The first sermon preached on the Red Haw, by the Elders of the Church of Jesus Christ of Latter-Day-Saints was preached in her father's house by Elders Thomas Tripp and Harvey Green in April 1831. Soon after, her father, mother, and Isabelle were baptized and confirmed members of the church by the same elders.
In about 1832, at the age of 16 Isabelle married Enoch Rhodes of Lancaster, Fairfield County, Ohio. Enoch was born in 1810, the son of Abram Rhodes and Elizabeth Barbara Baker He died soon after he and Isabelle were married.
In August of 1833 her father sold the lease on their property and started for Jackson County, Missouri to be with the Church. Being late in the season, they were unable to go any further then Richland County, Ohio.
In the spring of 1835 James and Isabelle, along with her parents and their younger children started for Jackson County, Missouri, to join with the Saints. They were accompanied by Isabelle's brothers; James, Amos, and Thomas McBride and their families and her sister, Elizabeth and her husband James McMillen and their family. They traveled for about two months with teams and wagons and arrived in Pike County, Missouri, in the latter part of June. The Church was very much scattered and unsettled, so they remained in Pike County for about a year. While living in Pike County James' and Isabelle's first child, Elizabeth, was born on April 14, 1835. She only lived six months and died on October 20, 1835.
In the spring of 1836, the McBride Family went to Ray County, Missouri and there joined with the Church. They suffered with ague and fever. In September, James and Isabelle, her parents, and siblings and their families moved to Caldwell County, Missouri, and settled about three-fourths of a mile from Haun's Mill on Shoal Creek, about twelve miles due east of Far West.

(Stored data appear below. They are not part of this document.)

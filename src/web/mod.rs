// © 2024-2025 ElementalAlchemist and the Dainsleif Mains Development Team
//
// This Source Code Form is subject to the terms of the Mozilla Public
// License, v. 2.0. If a copy of the MPL was not distributed with this
// file, You can obtain one at https://mozilla.org/MPL/2.0/.

pub mod pages;
#[cfg(feature = "ssr")]
pub mod server;
#[cfg(feature = "ssr")]
pub mod state;
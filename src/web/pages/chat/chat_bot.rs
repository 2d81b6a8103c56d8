// © 2024-2025 ElementalAlchemist and the Dainsleif Mains Development Team
//
// This Source Code Form is subject to the terms of the Mozilla Public
// License, v. 2.0. If a copy of the MPL was not distributed with this
// file, You can obtain one at https://mozilla.org/MPL/2.0/.

use super::chat_window::ChatWindow;
use crate::support::chat::ChatSession;
use leptos::prelude::*;

/// Floating launcher for the chat panel. Owns the chat state so it survives closing the panel.
#[component]
pub fn ChatBot() -> impl IntoView {
	let (is_open, set_is_open) = signal(false);
	let session = RwSignal::new(ChatSession::new());

	view! {
		<div id="chat_launcher">
			<button
				id="chat_launcher_button"
				type="button"
				aria-label="Toggle chat"
				on:click=move |_| set_is_open.update(|open| *open = !*open)
			>
				"💬"
			</button>
			<Show when=move || !is_open.get()>
				<div id="chat_launcher_tooltip">"Need help? Click me!"</div>
			</Show>
		</div>
		<Show when=move || is_open.get()>
			<ChatWindow session set_is_open />
		</Show>
	}
}
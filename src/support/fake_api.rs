// © 2024-2025 ElementalAlchemist and the Dainsleif Mains Development Team
//
// This Source Code Form is subject to the terms of the Mozilla Public
// License, v. 2.0. If a copy of the MPL was not distributed with this
// file, You can obtain one at https://mozilla.org/MPL/2.0/.

use super::api::SupportApi;
use super::model::{CreatedTicket, FaqRecord};
use async_trait::async_trait;
use leptos::prelude::ServerFnError;
use std::cell::RefCell;

/// Canned backend responses for driving the controllers in tests. A `None` response fails the call.
#[derive(Default)]
pub struct FakeSupportApi {
	pub faq_response: Option<Vec<FaqRecord>>,
	pub ticket_response: Option<Vec<FaqRecord>>,
	pub created_ticket: Option<CreatedTicket>,
	pub calls: RefCell<Vec<String>>,
}

impl FakeSupportApi {
	pub fn call_log(&self) -> Vec<String> {
		self.calls.borrow().clone()
	}

	fn respond<T: Clone>(&self, call: String, response: &Option<T>) -> Result<T, ServerFnError> {
		self.calls.borrow_mut().push(call);
		response
			.clone()
			.ok_or_else(|| ServerFnError::ServerError(String::from("backend unavailable")))
	}
}

#[async_trait(?Send)]
impl SupportApi for FakeSupportApi {
	async fn ask(&self, query: String) -> Result<Vec<FaqRecord>, ServerFnError> {
		self.respond(format!("ask:{}", query), &self.faq_response)
	}

	async fn ask_by_ticket(&self, ticket_number: String) -> Result<Vec<FaqRecord>, ServerFnError> {
		self.respond(format!("ask_by_ticket:{}", ticket_number), &self.ticket_response)
	}

	async fn create_ticket(&self, user_query: String) -> Result<CreatedTicket, ServerFnError> {
		self.respond(format!("create_ticket:{}", user_query), &self.created_ticket)
	}
}

pub fn faq(question: &str, answer: &str) -> FaqRecord {
	FaqRecord {
		question: String::from(question),
		answer: String::from(answer),
	}
}
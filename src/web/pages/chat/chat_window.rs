// © 2024-2025 ElementalAlchemist and the Dainsleif Mains Development Team
//
// This Source Code Form is subject to the terms of the Mozilla Public
// License, v. 2.0. If a copy of the MPL was not distributed with this
// file, You can obtain one at https://mozilla.org/MPL/2.0/.

use super::chat_bubble::ChatBubble;
use crate::support::chat::{ChatSession, SUGGESTION_PROMPT};
use crate::support::model::{FaqRecord, Message, Sender};
use crate::web::pages::utils::ServerFnApi;
use leptos::ev::KeyboardEvent;
use leptos::html::{Div, Input};
use leptos::prelude::*;
use leptos::task::spawn_local;
use std::time::Duration;

const SCROLL_DELAY: Duration = Duration::from_millis(100);

#[component]
pub fn ChatWindow(session: RwSignal<ChatSession>, set_is_open: WriteSignal<bool>) -> impl IntoView {
	let transcript_ref: NodeRef<Div> = NodeRef::new();
	let input_ref: NodeRef<Input> = NodeRef::new();

	Effect::new(move |_| {
		if let Some(input) = input_ref.get() {
			let _ = input.focus();
		}
	});

	// Typing only changes the input, so it doesn't move the transcript
	let transcript_shape = Memo::new(move |_| {
		session.with(|session| {
			(
				session.messages().len(),
				session.suggestions().len(),
				session.is_loading(),
			)
		})
	});

	// Keep the newest message in view
	Effect::new(move |_| {
		transcript_shape.track();
		set_timeout(
			move || {
				if let Some(transcript) = transcript_ref.get_untracked() {
					transcript.set_scroll_top(transcript.scroll_height());
				}
			},
			SCROLL_DELAY,
		);
	});

	let send_message = move || {
		let request = session
			.try_update(|session| {
				let text = session.input().to_string();
				session.begin_submit(&text)
			})
			.flatten();
		let Some(request) = request else {
			return;
		};

		spawn_local(async move {
			let outcome = request.dispatch(&ServerFnApi).await;
			session.update(|session| {
				session.finish(&request, outcome);
			});
		});
	};

	let messages = move || -> Vec<(usize, Message)> {
		session.with(|session| session.messages().iter().cloned().enumerate().collect())
	};
	// The generation is part of the key so a new suggestion list never reuses rows from the previous one.
	let suggestions = move || -> Vec<((u64, usize), FaqRecord)> {
		session.with(|session| {
			let generation = session.generation();
			session
				.suggestions()
				.iter()
				.cloned()
				.enumerate()
				.map(|(index, suggestion)| ((generation, index), suggestion))
				.collect()
		})
	};
	let input_disabled = move || session.with(|session| session.has_suggestions());

	view! {
		<div id="chat_window">
			<div id="chat_window_header">
				<span>"FAQ Assistant"</span>
				<button
					type="button"
					id="chat_window_close"
					aria-label="Close chat"
					on:click=move |_| set_is_open.set(false)
				>
					"×"
				</button>
			</div>
			<div id="chat_transcript" node_ref=transcript_ref>
				<For
					each=messages
					key=|(index, _)| *index
					children=|(_, message)| view! { <ChatBubble sender=message.sender text=message.text /> }
				/>
				<Show when=move || session.with(|session| session.has_suggestions())>
					<div class="chat_suggestions">
						<ChatBubble sender=Sender::Bot text=SUGGESTION_PROMPT />
						<For
							each=suggestions
							key=|(key, _)| *key
							children=move |(_, suggestion)| {
								let question = suggestion.question.clone();
								view! {
									<button
										type="button"
										class="chat_suggestion"
										on:click=move |_| session.update(|session| session.select_suggestion(suggestion.clone()))
									>
										{question}
									</button>
								}
							}
						/>
					</div>
				</Show>
				<Show when=move || session.with(|session| session.is_loading())>
					<ChatBubble sender=Sender::Bot text="Typing..." />
				</Show>
			</div>
			<div id="chat_input">
				<input
					type="text"
					node_ref=input_ref
					placeholder="Ask your question..."
					prop:value=move || session.with(|session| session.input().to_string())
					on:input=move |event| {
						let value = event_target_value(&event);
						session.update(|session| session.set_input(value));
					}
					on:keydown=move |event: KeyboardEvent| {
						if event.key() == "Enter" {
							send_message();
						}
					}
					disabled=input_disabled
				/>
				<button type="button" on:click=move |_| send_message() disabled=input_disabled>
					"Send"
				</button>
			</div>
		</div>
	}
}
// © 2024-2025 ElementalAlchemist and the Dainsleif Mains Development Team
//
// This Source Code Form is subject to the terms of the Mozilla Public
// License, v. 2.0. If a copy of the MPL was not distributed with this
// file, You can obtain one at https://mozilla.org/MPL/2.0/.

#![recursion_limit = "256"]

#[cfg(feature = "ssr")]
pub mod backend;
#[cfg(feature = "ssr")]
pub mod config;
pub mod support;
pub mod web;

#[cfg(feature = "hydrate")]
#[wasm_bindgen::prelude::wasm_bindgen]
pub fn hydrate() {
	use crate::web::pages::app::App;
	console_error_panic_hook::set_once();
	leptos::mount::hydrate_body(App);
}
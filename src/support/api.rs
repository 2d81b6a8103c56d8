// © 2024-2025 ElementalAlchemist and the Dainsleif Mains Development Team
//
// This Source Code Form is subject to the terms of the Mozilla Public
// License, v. 2.0. If a copy of the MPL was not distributed with this
// file, You can obtain one at https://mozilla.org/MPL/2.0/.

use super::model::{CreatedTicket, FaqRecord};
use async_trait::async_trait;
use leptos::prelude::ServerFnError;

/// The backend operations the support widgets depend on.
///
/// In the browser this is backed by server functions; the futures aren't `Send` there.
#[async_trait(?Send)]
pub trait SupportApi {
	/// Searches the FAQ for entries matching a free-text question
	async fn ask(&self, query: String) -> Result<Vec<FaqRecord>, ServerFnError>;

	/// Gets the answers associated with an existing ticket
	async fn ask_by_ticket(&self, ticket_number: String) -> Result<Vec<FaqRecord>, ServerFnError>;

	/// Files a new ticket for the given issue description
	async fn create_ticket(&self, user_query: String) -> Result<CreatedTicket, ServerFnError>;
}
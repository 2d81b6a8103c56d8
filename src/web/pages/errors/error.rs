// © 2024-2025 ElementalAlchemist and the Dainsleif Mains Development Team
//
// This Source Code Form is subject to the terms of the Mozilla Public
// License, v. 2.0. If a copy of the MPL was not distributed with this
// file, You can obtain one at https://mozilla.org/MPL/2.0/.

use leptos::prelude::*;

#[component]
pub fn ServiceError() -> impl IntoView {
	view! {
		<div id="error_page">
			<h1>"Something went wrong"</h1>
			<p>"The support service couldn't be reached. Try again later."</p>
		</div>
	}
}
// © 2024-2025 ElementalAlchemist and the Dainsleif Mains Development Team
//
// This Source Code Form is subject to the terms of the Mozilla Public
// License, v. 2.0. If a copy of the MPL was not distributed with this
// file, You can obtain one at https://mozilla.org/MPL/2.0/.

use regex::Regex;
use std::sync::LazyLock;

// Spelled out rather than using (?i) so Unicode case folding (e.g. the Kelvin sign) can't match.
static TICKET_NUMBER_PATTERN: LazyLock<Regex> =
	LazyLock::new(|| Regex::new(r"^[Tt][Kk][Tt][A-Za-z0-9]{8}$").expect("ticket number pattern is valid"));

/// Checks whether the user's input is a ticket number (`TKT` followed by eight letters or digits, in any case)
/// rather than a free-text question. Surrounding whitespace is ignored.
pub fn is_ticket_number(text: &str) -> bool {
	TICKET_NUMBER_PATTERN.is_match(text.trim())
}

#[cfg(test)]
mod tests {
	use super::is_ticket_number;

	#[test]
	fn accepts_ticket_numbers_in_any_case() {
		assert!(is_ticket_number("TKT1A2B3C4D"));
		assert!(is_ticket_number("tkt12345678"));
		assert!(is_ticket_number("TkTabcdEFGH"));
	}

	#[test]
	fn ignores_surrounding_whitespace() {
		assert!(is_ticket_number("  TKT00000001\n"));
	}

	#[test]
	fn rejects_wrong_lengths() {
		assert!(!is_ticket_number("TKTAB12cd34"));
		assert!(!is_ticket_number("TKT1234567"));
		assert!(!is_ticket_number("TKT"));
		assert!(!is_ticket_number(""));
	}

	#[test]
	fn requires_whole_input_to_match() {
		assert!(!is_ticket_number("my ticket is TKT12345678"));
		assert!(!is_ticket_number("TKT12345678 please"));
		assert!(!is_ticket_number("TKT1234 5678"));
		assert!(!is_ticket_number("XTKT12345678"));
	}

	#[test]
	fn rejects_non_alphanumeric_characters() {
		assert!(!is_ticket_number("TKT1234-678"));
		assert!(!is_ticket_number("TKT1234567é"));
		assert!(!is_ticket_number("T\u{212A}T12345678"));
	}
}
// © 2024-2025 ElementalAlchemist and the Dainsleif Mains Development Team
//
// This Source Code Form is subject to the terms of the Mozilla Public
// License, v. 2.0. If a copy of the MPL was not distributed with this
// file, You can obtain one at https://mozilla.org/MPL/2.0/.

pub mod api;
pub mod chat;
pub mod classifier;
pub mod model;
pub mod ticket_form;

#[cfg(test)]
mod fake_api;
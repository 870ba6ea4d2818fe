pub mod api_error;
pub use api_error::ApiError;
pub mod quote;
pub use quote::Quote;
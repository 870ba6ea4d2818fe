use crate::model::Quote;
use rusqlite::{params, Connection};
use std::process::exit;
use tracing::{error, info};

/// Persists one quote, opening and closing its own connection. Storage
/// failures here abort the server process, unlike the lenient fetch path.
pub fn persist(db_url: &str, quote: &Quote) {
    let conn = Connection::open(db_url).unwrap_or_else(|e| {
        error!(%e, %db_url, "Unable to open quote database");
        exit(1);
    });

    create_table(&conn).unwrap_or_else(|e| {
        error!(%e, "Unable to create cotacao table");
        exit(1);
    });

    let id = insert(&conn, quote).unwrap_or_else(|e| {
        error!(%e, "Unable to insert cotacao row");
        exit(1);
    });

    info!(id, "Persisted quote");
}

pub fn create_table(conn: &Connection) -> rusqlite::Result<()> {
    conn.execute(
        r#"
        CREATE TABLE IF NOT EXISTS cotacao (
            "idCotacao"  INTEGER NOT NULL PRIMARY KEY AUTOINCREMENT,
            "Code"       TEXT,
            "Codein"     TEXT,
            "Name"       TEXT,
            "High"       TEXT,
            "Low"        TEXT,
            "VarBid"     TEXT,
            "PctChange"  TEXT,
            "Bid"        TEXT,
            "Ask"        TEXT,
            "Timestamp"  TEXT,
            "CreateDate" TEXT
        )
        "#,
        [],
    )?;
    Ok(())
}

pub fn insert(conn: &Connection, row: &Quote) -> rusqlite::Result<i64> {
    let query = "INSERT INTO cotacao (Code, Codein, Name, High, Low, VarBid, \
                 PctChange, Bid, Ask, Timestamp, CreateDate) \
                 VALUES (?, ?, ?, ?, ?, ?, ?, ?, ?, ?, ?)";
    let params = params![
        &row.code,
        &row.codein,
        &row.name,
        &row.high,
        &row.low,
        &row.var_bid,
        &row.pct_change,
        &row.bid,
        &row.ask,
        &row.timestamp,
        &row.create_date,
    ];
    conn.execute(query, params)?;
    Ok(conn.last_insert_rowid())
}

#[allow(dead_code)]
pub fn select_bids(conn: &Connection) -> rusqlite::Result<Vec<(i64, String)>> {
    let mut stmt = conn.prepare("SELECT idCotacao, Bid FROM cotacao ORDER BY idCotacao")?;
    let rows = stmt.query_map([], |row| Ok((row.get(0)?, row.get(1)?)))?;
    rows.collect()
}

#[cfg(test)]
mod test {
    use super::{create_table, insert, select_bids};
    use crate::test::quote;
    use anyhow::Result;
    use rusqlite::Connection;

    #[test]
    fn create_table_is_idempotent() -> Result<()> {
        let conn = Connection::open_in_memory()?;
        for _ in 0..5 {
            create_table(&conn)?;
        }
        insert(&conn, &quote())?;
        Ok(())
    }

    #[test]
    fn insert_assigns_increasing_ids() -> Result<()> {
        let dir = tempfile::tempdir()?;
        let db_url = dir.path().join("cotacao.db");

        // Independent connections, the way concurrent requests open them.
        let first = Connection::open(&db_url)?;
        create_table(&first)?;
        let second = Connection::open(&db_url)?;
        create_table(&second)?;

        assert_eq!(1, insert(&first, &quote())?);
        assert_eq!(2, insert(&second, &quote())?);

        let rows = select_bids(&first)?;
        assert_eq!(2, rows.len());
        assert_eq!(1, rows[0].0);
        assert_eq!(2, rows[1].0);
        Ok(())
    }
}
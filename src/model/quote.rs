use serde::{Deserialize, Serialize};

/// One USD/BRL snapshot as the upstream API emits it. The upstream encodes
/// every numeric value as a string and this type keeps that representation
/// verbatim instead of parsing to numeric types. A default instance is the
/// "zero-valued quote" of the lenient decode path.
#[derive(Clone, Debug, Default, Deserialize, PartialEq, Serialize)]
#[serde(default)]
pub struct Quote {
    pub code: String,
    pub codein: String,
    pub name: String,
    pub high: String,
    pub low: String,
    #[serde(rename = "varBid")]
    pub var_bid: String,
    #[serde(rename = "pctChange")]
    pub pct_change: String,
    pub bid: String,
    pub ask: String,
    pub timestamp: String,
    #[serde(rename = "create_date")]
    pub create_date: String,
}
use crate::{conf::ClientConf, deadline::Deadline};
use anyhow::{Context, Result};
use std::fs;
use tracing::{error, info, warn};

/// Single-shot client: one GET against the quote server, then the raw
/// response body goes to the output file. A transport error propagates (the
/// binary treats it as fatal); a response that arrives after the deadline is
/// discarded; file trouble is logged and swallowed.
pub async fn run(conf: &ClientConf, deadline: Deadline) -> Result<()> {
    let client = reqwest::Client::new();
    let res = client
        .get(&conf.server_url)
        .timeout(conf.timeout())
        .send()
        .await
        .context("Unable to call the quote server")?;

    if deadline.expired() {
        warn!("Deadline expired before the response was read, discarding it");
        return Ok(());
    }

    match res.text().await {
        Ok(body) => write_quote(&conf.output_path, &body),
        Err(e) => error!(%e, "Unable to read the server response"),
    }

    Ok(())
}

fn write_quote(path: &str, body: &str) {
    match fs::write(path, format!("Dólar: {}", body)) {
        Ok(()) => info!(%path, "Saved quote"),
        Err(e) => error!(%e, %path, "Unable to write quote file"),
    }
}
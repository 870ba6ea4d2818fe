use crate::{conf::Conf, deadline::Deadline, model::ApiError, service::quote};
use rocket::{serde::json::Json, State};

/// One deadline covers both stages. Fetch failure fails the request with 408;
/// a skipped or failed persistence does not, the bid is returned regardless.
#[rocket::get("/")]
pub async fn get(conf: &State<Conf>) -> Result<Json<String>, ApiError> {
    let deadline = Deadline::after(conf.server.request_timeout());

    let quote = quote::fetch(&conf.server, &deadline)
        .await
        .map_err(ApiError::timeout)?;

    quote::persist(&conf.server, &deadline, &quote).await;

    Ok(Json(quote.bid))
}
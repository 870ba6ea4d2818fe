pub mod awesome;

A branch of the Church was organized at Haun's Mill, presided over by David Evans.
It was at Grand River, Caldwell County, Missouri that James' and Isabelle's son, Encoh Rhodes Dayley was born on September 19, 1837. He was named after James' half brother and Isabelle's first husband.
One beautiful afternoon, on October 30, 1838 an angry mob of 250 armed men approached the settlement of Haun's Mill and began firing at all who were there. Not more than six minutes had passed from the firing of the first shot until the massacre was over. Isabelle's father was shot with his own gun and his body was badly mutilated. Her husband, James, her brother James McBride, and three other men escaped by running from the mill across the mill dam into a field while being shot at. Isabelle and her one year old son, Enoch, along with other women and children hid nearby in the willows along the stream.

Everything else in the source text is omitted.